BoomTax offers transparent pay-per-form pricing with no subscription fees. Whether you are managing 50 forms or 50,000, the platform scales to your needs while ensuring accurate 1095-C Code 1E reporting across your workforce.

Ready to simplify your ACA reporting? Get started with BoomTax today and file with confidence.

Conclusion: Mastering 1095-C Code 1E

Understanding when to use 1095-C Code 1E is essential for accurate ACA compliance reporting. This code represents the most common coverage scenario for employers who offer comprehensive health benefits to employees and their families but have premiums that exceed the federal poverty line threshold.

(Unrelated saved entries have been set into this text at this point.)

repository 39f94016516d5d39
pub mod application;
pub mod domain;
pub mod infrastructure;
pub mod presentation;
pub mod llm;
pub mod observability;
pub mod storage;
use super::Environment;

#[derive(Debug, Clone)]
pub struct Settings {
    pub environment: Environment,
    pub server: ServerSettings,
    pub vertex: VertexSettings,
    pub storage: StorageSettings,
}

#[derive(Debug, Clone)]
pub struct ServerSettings {
    pub host: String,
    pub port: u16,
}

#[derive(Debug, Clone)]
pub struct VertexSettings {
    pub project_id: String,
    pub location: String,
    pub model: String,
    /// Bearer token for the Vertex AI endpoint. Absent token means the model
    /// client factory reports an absent handle.
    pub access_token: Option<String>,
}

#[derive(Debug, Clone)]
pub struct StorageSettings {
    /// Fixed path overwritten with the latest transcription result.
    pub result_path: String,
}

impl Settings {
    /// Build settings from environment variables, with the original
    /// deployment's values as defaults.
    pub fn from_env() -> Self {
        Self {
            environment: std::env::var("APP_ENV")
                .ok()
                .and_then(|v| v.parse().ok())
                .unwrap_or(Environment::Local),
            server: ServerSettings {
                host: env_or("SERVER_HOST", "0.0.0.0"),
                port: std::env::var("SERVER_PORT")
                    .ok()
                    .and_then(|p| p.parse().ok())
                    .unwrap_or(3000),
            },
            vertex: VertexSettings {
                project_id: env_or("VERTEX_PROJECT_ID", "convai-442105"),
                location: env_or("VERTEX_LOCATION", "us-central1"),
                model: env_or("VERTEX_MODEL", "gemini-1.5-flash-002"),
                access_token: std::env::var("VERTEX_ACCESS_TOKEN").ok(),
            },
            storage: StorageSettings {
                result_path: env_or("RESULT_PATH", "result.txt"),
            },
        }
    }
}

fn env_or(key: &str, default: &str) -> String {
    std::env::var(key).unwrap_or_else(|_| default.to_string())
}
use std::sync::Arc;

use async_trait::async_trait;

/// A configured connection to the remote generative-model service.
///
/// Implementations submit the audio bytes as a typed multimodal part together
/// with a text instruction and return the model's response verbatim.
#[async_trait]
pub trait ModelClient: Send + Sync {
    async fn generate(&self, audio: &[u8], instruction: &str) -> Result<String, ModelClientError>;
}

/// Constructs a [`ModelClient`] handle.
///
/// Initialization failure is a normal, checkable outcome: implementations log
/// the cause and return `None` rather than propagating an error. One attempt
/// per call, no retries.
#[async_trait]
pub trait ModelClientFactory: Send + Sync {
    async fn initialize(&self) -> Option<Arc<dyn ModelClient>>;
}

#[derive(Debug, thiserror::Error)]
pub enum ModelClientError {
    #[error("service unavailable: {0}")]
    ServiceUnavailable(String),
    #[error("audio rejected by remote api: {0}")]
    InvalidAudio(String),
    #[error("{0}")]
    Unexpected(String),
}
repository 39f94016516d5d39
use async_trait::async_trait;

/// Persists the latest transcription result by overwriting a single fixed
/// location. The persisted copy must equal the text passed in.
#[async_trait]
pub trait ResultStore: Send + Sync {
    async fn persist(&self, text: &str) -> Result<(), ResultStoreError>;
}

#[derive(Debug, thiserror::Error)]
pub enum ResultStoreError {
    #[error("write failed: {0}")]
    WriteFailed(#[from] std::io::Error),
}
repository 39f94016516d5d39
use axum::extract::Request;
use axum::http::HeaderValue;
use axum::middleware::Next;
use axum::response::Response;
use tracing::Instrument;
use uuid::Uuid;

pub const REQUEST_ID_HEADER: &str = "x-request-id";

/// Tags each request with an id, reusing the caller's `x-request-id` when it
/// sends one, and echoes the id on the response. The whole request runs
/// inside a span carrying the id, so log lines from the transcription
/// pipeline correlate with it.
pub async fn request_id_middleware(request: Request, next: Next) -> Response {
    let request_id = request
        .headers()
        .get(REQUEST_ID_HEADER)
        .and_then(|v| v.to_str().ok())
        .map(String::from)
        .unwrap_or_else(|| Uuid::new_v4().to_string());

    let span = tracing::info_span!(
        "transcription_request",
        request_id = %request_id,
        method = %request.method(),
        path = %request.uri().path()
    );

    let mut response = next.run(request).instrument(span).await;

    if let Ok(value) = HeaderValue::from_str(&request_id) {
        response.headers_mut().insert(REQUEST_ID_HEADER, value);
    }

    response
}
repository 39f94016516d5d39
use std::fmt;
use std::str::FromStr;

/// Deployment environment the service reports in logs and health checks.
#[derive(Debug, Clone, Copy, PartialEq, Eq)]
pub enum Environment {
    Local,
    Test,
    Prod,
}

impl FromStr for Environment {
    type Err = String;

    fn from_str(s: &str) -> Result<Self, Self::Err> {
        match s.to_ascii_lowercase().as_str() {
            "local" => Ok(Self::Local),
            "test" => Ok(Self::Test),
            "prod" | "production" => Ok(Self::Prod),
            other => Err(format!("unknown environment: {other}")),
        }
    }
}

impl fmt::Display for Environment {
    fn fmt(&self, f: &mut fmt::Formatter<'_>) -> fmt::Result {
        f.write_str(match self {
            Environment::Local => "local",
            Environment::Test => "test",
            Environment::Prod => "prod",
        })
    }
}
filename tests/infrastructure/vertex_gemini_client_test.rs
use base64::engine::general_purpose::STANDARD;
use base64::Engine;
use wiremock::matchers::{body_partial_json, method, path};
use wiremock::{Mock, MockServer, ResponseTemplate};

use sentiscribe::application::ports::{ModelClient, ModelClientError};
use sentiscribe::infrastructure::llm::VertexGeminiClient;

const MODEL_PATH: &str =
    "/projects/test-project/locations/us-central1/publishers/google/models/gemini-1.5-flash-002:generateContent";

fn client_for(server: &MockServer) -> VertexGeminiClient {
    VertexGeminiClient::new(
        "test-project",
        "us-central1",
        "gemini-1.5-flash-002",
        "test-token",
    )
    .with_base_url(server.uri())
}

#[tokio::test]
async fn submits_inline_audio_and_returns_text_verbatim() {
    let server = MockServer::start().await;
    let audio = b"webm bytes";

    Mock::given(method("POST"))
        .and(path(MODEL_PATH))
        .and(body_partial_json(serde_json::json!({
            "contents": [{
                "role": "user",
                "parts": [
                    { "inlineData": { "mimeType": "audio/webm", "data": STANDARD.encode(audio) } },
                    { "text": "listen carefully" }
                ]
            }]
        })))
        .respond_with(ResponseTemplate::new(200).set_body_json(serde_json::json!({
            "candidates": [{
                "content": { "parts": [{ "text": "  Transcript with sentiment.  " }] }
            }]
        })))
        .expect(1)
        .mount(&server)
        .await;

    let text = client_for(&server)
        .generate(audio, "listen carefully")
        .await
        .unwrap();

    // No trimming or post-processing of the model output
    assert_eq!(text, "  Transcript with sentiment.  ");
}

#[tokio::test]
async fn http_503_maps_to_service_unavailable() {
    let server = MockServer::start().await;
    Mock::given(method("POST"))
        .and(path(MODEL_PATH))
        .respond_with(ResponseTemplate::new(503).set_body_string("overloaded"))
        .mount(&server)
        .await;

    let err = client_for(&server).generate(b"x", "i").await.unwrap_err();
    assert!(matches!(err, ModelClientError::ServiceUnavailable(_)));
}

#[tokio::test]
async fn http_429_maps_to_service_unavailable() {
    let server = MockServer::start().await;
    Mock::given(method("POST"))
        .and(path(MODEL_PATH))
        .respond_with(ResponseTemplate::new(429))
        .mount(&server)
        .await;

    let err = client_for(&server).generate(b"x", "i").await.unwrap_err();
    assert!(matches!(err, ModelClientError::ServiceUnavailable(_)));
}

#[tokio::test]
async fn http_400_maps_to_invalid_audio() {
    let server = MockServer::start().await;
    Mock::given(method("POST"))
        .and(path(MODEL_PATH))
        .respond_with(
            ResponseTemplate::new(400).set_body_string("audio could not be processed"),
        )
        .mount(&server)
        .await;

    let err = client_for(&server).generate(b"x", "i").await.unwrap_err();
    assert!(matches!(err, ModelClientError::InvalidAudio(_)));
}

#[tokio::test]
async fn other_http_failures_map_to_unexpected() {
    let server = MockServer::start().await;
    Mock::given(method("POST"))
        .and(path(MODEL_PATH))
        .respond_with(ResponseTemplate::new(500).set_body_string("internal"))
        .mount(&server)
        .await;

    let err = client_for(&server).generate(b"x", "i").await.unwrap_err();
    assert!(matches!(err, ModelClientError::Unexpected(_)));
}

#[tokio::test]
async fn empty_candidates_map_to_unexpected() {
    let server = MockServer::start().await;
    Mock::given(method("POST"))
        .and(path(MODEL_PATH))
        .respond_with(
            ResponseTemplate::new(200).set_body_json(serde_json::json!({ "candidates": [] })),
        )
        .mount(&server)
        .await;

    let err = client_for(&server).generate(b"x", "i").await.unwrap_err();
    assert!(matches!(err, ModelClientError::Unexpected(_)));
}

#[tokio::test]
async fn api_error_body_maps_to_unexpected() {
    let server = MockServer::start().await;
    Mock::given(method("POST"))
        .and(path(MODEL_PATH))
        .respond_with(ResponseTemplate::new(200).set_body_json(serde_json::json!({
            "error": { "message": "model not found" }
        })))
        .mount(&server)
        .await;

    let err = client_for(&server).generate(b"x", "i").await.unwrap_err();
    match err {
        ModelClientError::Unexpected(m) => assert_eq!(m, "model not found"),
        other => panic!("expected Unexpected, got {other:?}"),
    }
}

By using Code 1E correctly, along with proper Line 15 premium entries and Line 16 safe harbor codes, you demonstrate compliance with the employer mandate and protect your organization from IRS penalty assessments.

Key takeaways about 1095-C Code 1E:

  • Three requirements: MV coverage to employee, MEC to spouse, MEC to dependents
  • Premium threshold: Use Code 1E when employee premium exceeds $113.20/month (2025 FPL threshold)
  • Line 15: Required; enter the employee's monthly self-only premium
  • Line 16: Use 2C if enrolled; use safe harbor codes (2F, 2G, 2H) if employee declined
  • Code 1E vs. 1A: Code 1E requires Line 15 and safe harbor demonstration; Code 1A has built-in affordability
  • Family coverage required: Must offer spouse and dependent coverage to use Code 1E
  • Accuracy matters: Incorrect codes can trigger penalties and IRS assessments

By carefully evaluating each employee's coverage offer and premium against the Code 1E requirements, and properly completing Lines 15 and 16, you protect your organization from IRS penalties and demonstrate full compliance with the Affordable Care Act. Use the guidance in this article along with tools like BoomTax to ensure accurate reporting for every filing season.